[Opening Listed records section]

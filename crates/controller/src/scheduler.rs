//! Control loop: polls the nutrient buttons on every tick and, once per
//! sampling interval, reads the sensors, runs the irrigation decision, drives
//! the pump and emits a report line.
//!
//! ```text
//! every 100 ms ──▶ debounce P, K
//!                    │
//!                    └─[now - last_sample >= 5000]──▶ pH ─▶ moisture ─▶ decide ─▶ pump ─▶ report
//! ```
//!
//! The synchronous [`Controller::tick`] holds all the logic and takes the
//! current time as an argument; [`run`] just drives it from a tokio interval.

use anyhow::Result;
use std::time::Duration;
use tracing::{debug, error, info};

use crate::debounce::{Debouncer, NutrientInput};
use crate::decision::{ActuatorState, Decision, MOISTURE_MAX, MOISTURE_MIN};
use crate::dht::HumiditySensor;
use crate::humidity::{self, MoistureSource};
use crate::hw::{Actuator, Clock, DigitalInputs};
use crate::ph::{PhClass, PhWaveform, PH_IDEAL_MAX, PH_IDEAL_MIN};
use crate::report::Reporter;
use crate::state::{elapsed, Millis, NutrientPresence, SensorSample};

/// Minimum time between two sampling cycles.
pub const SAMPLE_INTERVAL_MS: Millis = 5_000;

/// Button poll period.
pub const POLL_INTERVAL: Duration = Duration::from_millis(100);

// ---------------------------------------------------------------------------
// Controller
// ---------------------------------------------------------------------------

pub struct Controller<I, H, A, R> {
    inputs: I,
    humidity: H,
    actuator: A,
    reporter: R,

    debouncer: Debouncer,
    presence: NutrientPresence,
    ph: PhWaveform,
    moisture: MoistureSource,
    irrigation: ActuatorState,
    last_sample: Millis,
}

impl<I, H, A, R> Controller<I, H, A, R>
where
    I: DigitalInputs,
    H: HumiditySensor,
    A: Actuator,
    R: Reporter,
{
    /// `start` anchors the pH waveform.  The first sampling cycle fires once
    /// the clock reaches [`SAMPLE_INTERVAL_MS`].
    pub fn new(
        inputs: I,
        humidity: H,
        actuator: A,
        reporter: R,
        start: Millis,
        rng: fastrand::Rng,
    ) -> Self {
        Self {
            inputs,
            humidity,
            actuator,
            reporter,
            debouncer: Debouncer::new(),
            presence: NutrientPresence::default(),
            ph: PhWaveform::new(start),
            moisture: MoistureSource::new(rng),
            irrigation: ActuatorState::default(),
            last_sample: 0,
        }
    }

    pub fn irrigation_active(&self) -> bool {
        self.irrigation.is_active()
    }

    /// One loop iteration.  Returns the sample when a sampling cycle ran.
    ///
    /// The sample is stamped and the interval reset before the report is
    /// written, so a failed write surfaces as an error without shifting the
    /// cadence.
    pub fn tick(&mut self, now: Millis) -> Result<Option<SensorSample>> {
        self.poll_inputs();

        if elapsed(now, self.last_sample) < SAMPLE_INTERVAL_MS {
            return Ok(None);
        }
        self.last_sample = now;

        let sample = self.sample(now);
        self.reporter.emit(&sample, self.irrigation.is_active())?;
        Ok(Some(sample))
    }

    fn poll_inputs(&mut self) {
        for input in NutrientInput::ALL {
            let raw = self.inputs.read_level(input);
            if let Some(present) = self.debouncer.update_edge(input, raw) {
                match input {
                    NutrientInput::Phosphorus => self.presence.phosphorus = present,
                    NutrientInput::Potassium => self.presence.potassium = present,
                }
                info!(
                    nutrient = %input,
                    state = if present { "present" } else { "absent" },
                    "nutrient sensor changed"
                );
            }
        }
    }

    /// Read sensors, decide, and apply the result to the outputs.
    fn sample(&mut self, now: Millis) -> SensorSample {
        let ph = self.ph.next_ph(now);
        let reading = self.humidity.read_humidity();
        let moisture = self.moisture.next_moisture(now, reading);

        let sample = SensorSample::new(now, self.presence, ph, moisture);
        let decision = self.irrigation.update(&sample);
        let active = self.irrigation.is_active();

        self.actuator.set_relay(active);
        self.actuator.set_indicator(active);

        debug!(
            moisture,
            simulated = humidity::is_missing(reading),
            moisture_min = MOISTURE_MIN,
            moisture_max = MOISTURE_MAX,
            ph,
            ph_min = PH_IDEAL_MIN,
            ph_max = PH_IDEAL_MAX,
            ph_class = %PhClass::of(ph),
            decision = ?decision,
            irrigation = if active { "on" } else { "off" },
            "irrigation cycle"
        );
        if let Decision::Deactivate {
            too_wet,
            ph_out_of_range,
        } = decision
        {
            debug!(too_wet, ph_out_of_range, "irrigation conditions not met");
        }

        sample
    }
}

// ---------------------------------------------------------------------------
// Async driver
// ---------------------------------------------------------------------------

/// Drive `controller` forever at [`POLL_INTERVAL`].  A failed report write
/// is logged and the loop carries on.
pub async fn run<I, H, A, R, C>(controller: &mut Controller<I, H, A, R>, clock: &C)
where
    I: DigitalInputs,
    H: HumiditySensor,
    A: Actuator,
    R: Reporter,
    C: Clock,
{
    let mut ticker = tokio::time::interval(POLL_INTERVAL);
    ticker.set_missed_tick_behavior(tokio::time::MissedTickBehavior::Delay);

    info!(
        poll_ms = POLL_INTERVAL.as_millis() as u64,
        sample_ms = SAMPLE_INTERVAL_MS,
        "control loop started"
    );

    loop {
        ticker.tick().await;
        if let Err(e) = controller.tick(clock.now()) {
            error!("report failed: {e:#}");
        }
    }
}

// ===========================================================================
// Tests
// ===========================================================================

[Closing Listed records section]
[Opening Listed records section]

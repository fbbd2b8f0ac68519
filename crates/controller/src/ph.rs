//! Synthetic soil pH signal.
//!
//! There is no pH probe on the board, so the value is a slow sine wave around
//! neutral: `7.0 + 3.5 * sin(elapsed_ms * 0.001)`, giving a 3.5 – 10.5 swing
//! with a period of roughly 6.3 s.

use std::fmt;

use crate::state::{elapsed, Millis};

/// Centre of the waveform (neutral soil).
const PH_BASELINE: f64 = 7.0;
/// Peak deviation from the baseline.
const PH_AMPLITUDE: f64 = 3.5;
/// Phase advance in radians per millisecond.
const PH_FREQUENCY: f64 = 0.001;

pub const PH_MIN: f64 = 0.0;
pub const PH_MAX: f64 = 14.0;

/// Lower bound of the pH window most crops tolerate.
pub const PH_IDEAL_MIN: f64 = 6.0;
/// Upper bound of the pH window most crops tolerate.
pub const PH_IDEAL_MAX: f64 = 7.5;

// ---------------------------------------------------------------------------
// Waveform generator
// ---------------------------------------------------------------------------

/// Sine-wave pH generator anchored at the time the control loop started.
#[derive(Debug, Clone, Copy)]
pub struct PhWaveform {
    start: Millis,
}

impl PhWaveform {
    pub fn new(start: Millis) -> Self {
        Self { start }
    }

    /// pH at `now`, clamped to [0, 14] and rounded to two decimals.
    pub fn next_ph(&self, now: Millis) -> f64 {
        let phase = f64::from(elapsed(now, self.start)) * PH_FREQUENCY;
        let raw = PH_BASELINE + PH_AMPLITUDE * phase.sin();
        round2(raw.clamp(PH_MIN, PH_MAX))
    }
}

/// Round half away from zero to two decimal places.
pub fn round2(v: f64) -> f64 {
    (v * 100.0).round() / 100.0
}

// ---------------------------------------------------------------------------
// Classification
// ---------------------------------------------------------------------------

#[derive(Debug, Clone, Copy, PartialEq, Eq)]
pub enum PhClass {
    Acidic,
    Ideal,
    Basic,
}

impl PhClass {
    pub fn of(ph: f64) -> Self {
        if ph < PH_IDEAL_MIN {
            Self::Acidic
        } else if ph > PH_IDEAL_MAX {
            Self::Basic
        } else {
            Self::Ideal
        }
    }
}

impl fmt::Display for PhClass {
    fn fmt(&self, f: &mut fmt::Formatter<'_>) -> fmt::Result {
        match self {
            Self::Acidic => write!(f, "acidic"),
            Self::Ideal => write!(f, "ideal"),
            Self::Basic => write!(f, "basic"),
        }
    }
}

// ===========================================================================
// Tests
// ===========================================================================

[Closing Listed records section]

◆ **Task instructions**
Sift the data above for lines with "default", then copy each one.

◆ **Task output**
            presence: NutrientPresence::default(),
            irrigation: ActuatorState::default(),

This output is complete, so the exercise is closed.